O plano de Halevy foi aprovado pelo então primeiro-ministro de Israel Ariel Sharon e divulgado em várias capitais árabes e em todo o mundo, sempre – segundo Halevy – bem recebido. Bush adotou-o entusiasticamente, motivo pelo qual, em junho de 2002, oficialmente ‘exigiu’ uma nova liderança palestina que participasse das negociações.

O golpe de Halevy contra Arafat, foi ‘golpe branco’, sem sangue, planejado de modo que Arafat continuasse como "líder nominal", mas destituído de todos os seus poderes, que seriam investidos em um novo primeiro-ministro. O homem selecionado para esse serviço "urgentemente reclamado por Washington e pelos israelenses", escreve McGeough, foi Mahmoud Abbás, que logo depois sucedeu Arafat na liderança do Fatá e na presidência da Autoridade Palestina. O controle das finanças foi entregue a um ministro das finanças; um desconhecido funcionário do Banco Mundial, chamado Salam Fayyad, foi produzido sob medida para esse papel. Hoje, Fayyad já é primeiro-ministro, indicado por Abbás.

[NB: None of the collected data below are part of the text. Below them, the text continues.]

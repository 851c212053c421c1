//! Statistics collection
//!
//! Cumulative run counters, latency percentiles and the convergence test.
//!
//! - [`Sample`]: one completed, durably synced operation
//! - [`RunStats`]: cumulative counters at a point in time
//! - [`aggregator::StatsAggregator`]: shared, mutex-protected accumulation
//! - [`stability::StabilityDetector`]: decides when throughput has settled
//! - [`live::ProgressReporter`]: periodic report lines
//!
//! # Example
//!
//! ```
//! use durabench::stats::{RunStats, Sample};
//! use std::time::Duration;
//!
//! let mut stats = RunStats::default();
//! stats.apply(&Sample::new(4096, Duration::from_millis(2)));
//! stats.apply(&Sample::new(4096, Duration::from_millis(2)));
//!
//! assert_eq!(stats.operation_count, 2);
//! assert_eq!(stats.throughput(), 2_048_000.0);
//! ```

pub mod aggregator;
pub mod histogram;
pub mod live;
pub mod stability;

use crate::util::time::calculate_throughput;
use std::time::Duration;

/// One completed, durably synced operation
#[derive(Debug, Clone, Copy, PartialEq, Eq)]
pub struct Sample {
    pub bytes_transferred: u64,
    /// Time from issuing the IO until its sync returned
    pub elapsed: Duration,
}

impl Sample {
    pub fn new(bytes_transferred: u64, elapsed: Duration) -> Self {
        Self {
            bytes_transferred,
            elapsed,
        }
    }
}

/// Cumulative run counters
#[derive(Debug, Clone, Copy, Default, PartialEq, Eq)]
pub struct RunStats {
    pub operation_count: u64,
    pub total_bytes: u64,
    /// Sum of the synced operation times (not wall-clock)
    pub total_duration: Duration,
}

impl RunStats {
    /// Add one sample
    #[inline]
    pub fn apply(&mut self, sample: &Sample) {
        self.operation_count += 1;
        self.total_bytes += sample.bytes_transferred;
        self.total_duration += sample.elapsed;
    }

    /// Aggregate throughput `total_bytes / total_duration` in bytes/second
    pub fn throughput(&self) -> f64 {
        calculate_throughput(self.total_bytes, self.total_duration)
    }

    /// Throughput over an externally measured interval (e.g. wall-clock)
    pub fn throughput_over(&self, elapsed: Duration) -> f64 {
        calculate_throughput(self.total_bytes, elapsed)
    }
}

/// Latency percentiles of a run
#[derive(Debug, Clone, Copy, PartialEq, Eq)]
pub struct LatencySummary {
    pub min: Duration,
    pub mean: Duration,
    pub max: Duration,
    pub p50: Duration,
    pub p90: Duration,
    pub p99: Duration,
    pub p999: Duration,
}

#[cfg(test)]
mod tests {
    use super::*;

    #[test]
    fn test_run_stats_apply() {
        let mut stats = RunStats::default();
        for _ in 0..10 {
            stats.apply(&Sample::new(1024 * 1024, Duration::from_millis(100)));
        }
        assert_eq!(stats.operation_count, 10);
        assert_eq!(stats.total_bytes, 10 * 1024 * 1024);
        assert_eq!(stats.total_duration, Duration::from_secs(1));
        assert_eq!(stats.throughput(), 10.0 * 1024.0 * 1024.0);
    }

    #[test]
    fn test_throughput_empty() {
        let stats = RunStats::default();
        assert_eq!(stats.throughput(), 0.0);
        assert_eq!(stats.throughput_over(Duration::from_secs(1)), 0.0);
    }
}
//! Workload payloads
//!
//! Throughput-write payloads are random lowercase letters in shuffled order so
//! that controllers cannot trivially compress them. Endurance writes are a run
//! of a single random letter at a random in-bounds offset.

use crate::distribution::Distribution;

/// Total payload bytes a worker pre-generates for its [`BufferPool`]
pub const POOL_BYTES_BUDGET: u64 = 256 * 1024 * 1024;

/// Upper bound on payloads held by one [`BufferPool`]
pub const MAX_POOL_BUFFERS: usize = 4;

/// Generate `len` bytes of shuffled random lowercase letters
pub fn generate_buffer<D: Distribution + ?Sized>(dist: &mut D, len: usize) -> Vec<u8> {
    let mut buf = vec![0u8; len];
    dist.fill_letters(&mut buf);
    buf
}

/// One endurance-mode write
#[derive(Debug, Clone, Copy, PartialEq, Eq)]
pub struct EndurancePlan {
    /// Bytes to write, in [1, max_write)
    pub length: usize,
    /// Offset in [0, file_size - length]
    pub offset: u64,
    /// Letter repeated `length` times
    pub fill: u8,
}

impl EndurancePlan {
    /// Draw the next write for a file of `file_size` bytes
    ///
    /// Needs `2 <= max_write <= file_size` (enforced by config validation).
    pub fn draw<D: Distribution + ?Sized>(dist: &mut D, file_size: u64, max_write: u64) -> Self {
        let length = dist.uniform_range(1, max_write as i64).max(1) as u64;
        let length = length.min(file_size);
        let fill = dist.random_letter();
        let offset = dist.uniform_index(file_size - length + 1);

        Self {
            length: length as usize,
            offset,
            fill,
        }
    }

    /// Write the payload for this plan into `buf`, returning the filled prefix
    pub fn payload<'a>(&self, buf: &'a mut Vec<u8>) -> &'a [u8] {
        buf.clear();
        buf.resize(self.length, self.fill);
        &buf[..]
    }

    /// First byte past the written range
    pub fn end(&self) -> u64 {
        self.offset + self.length as u64
    }
}

/// Pre-generated full-file payloads for one worker, cycled round-robin
pub struct BufferPool {
    buffers: Vec<Vec<u8>>,
    next: usize,
}

impl BufferPool {
    /// Number of payloads a pool holds for files of `buffer_size` bytes
    pub fn capacity_for(buffer_size: u64) -> usize {
        let fit = POOL_BYTES_BUDGET / buffer_size.max(1);
        (fit as usize).clamp(1, MAX_POOL_BUFFERS)
    }

    /// Generate `num_buffers` payloads of `buffer_size` bytes each
    pub fn generate<D: Distribution + ?Sized>(dist: &mut D, num_buffers: usize, buffer_size: usize) -> Self {
        let buffers = (0..num_buffers.max(1))
            .map(|_| generate_buffer(dist, buffer_size))
            .collect();

        Self { buffers, next: 0 }
    }

    /// Next payload in round-robin order
    #[inline]
    pub fn next_buffer(&mut self) -> &[u8] {
        let index = self.next;
        self.next = (self.next + 1) % self.buffers.len();
        &self.buffers[index]
    }

    #[inline]
    pub fn total_count(&self) -> usize {
        self.buffers.len()
    }
}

É difícil encontrar na história outro exemplo de movimento de libertação nacional convertido tão completamente em instrumento a serviço do poder opressor e ocupante. Mas conhecer e compreender essa triste realidade é fator crucial para entender por que qualquer tentativa de "reconciliação" entre os palestinos está antecipadamente condenada ao fracasso, enquanto persistir o quadro que deu origem à situação atual.

O fracasso da recente missão egípcia levou ao adiamento inevitável da rodada de reconciliação prevista para o Cairo, remarcada agora para depois do Ramadan. Uma vez que não interessa a ninguém declarar a total inutilidade de qualquer esforço de reconciliação, deve-se esperar que esse seja apenas mais um de muitos adiamentos que se sucederão.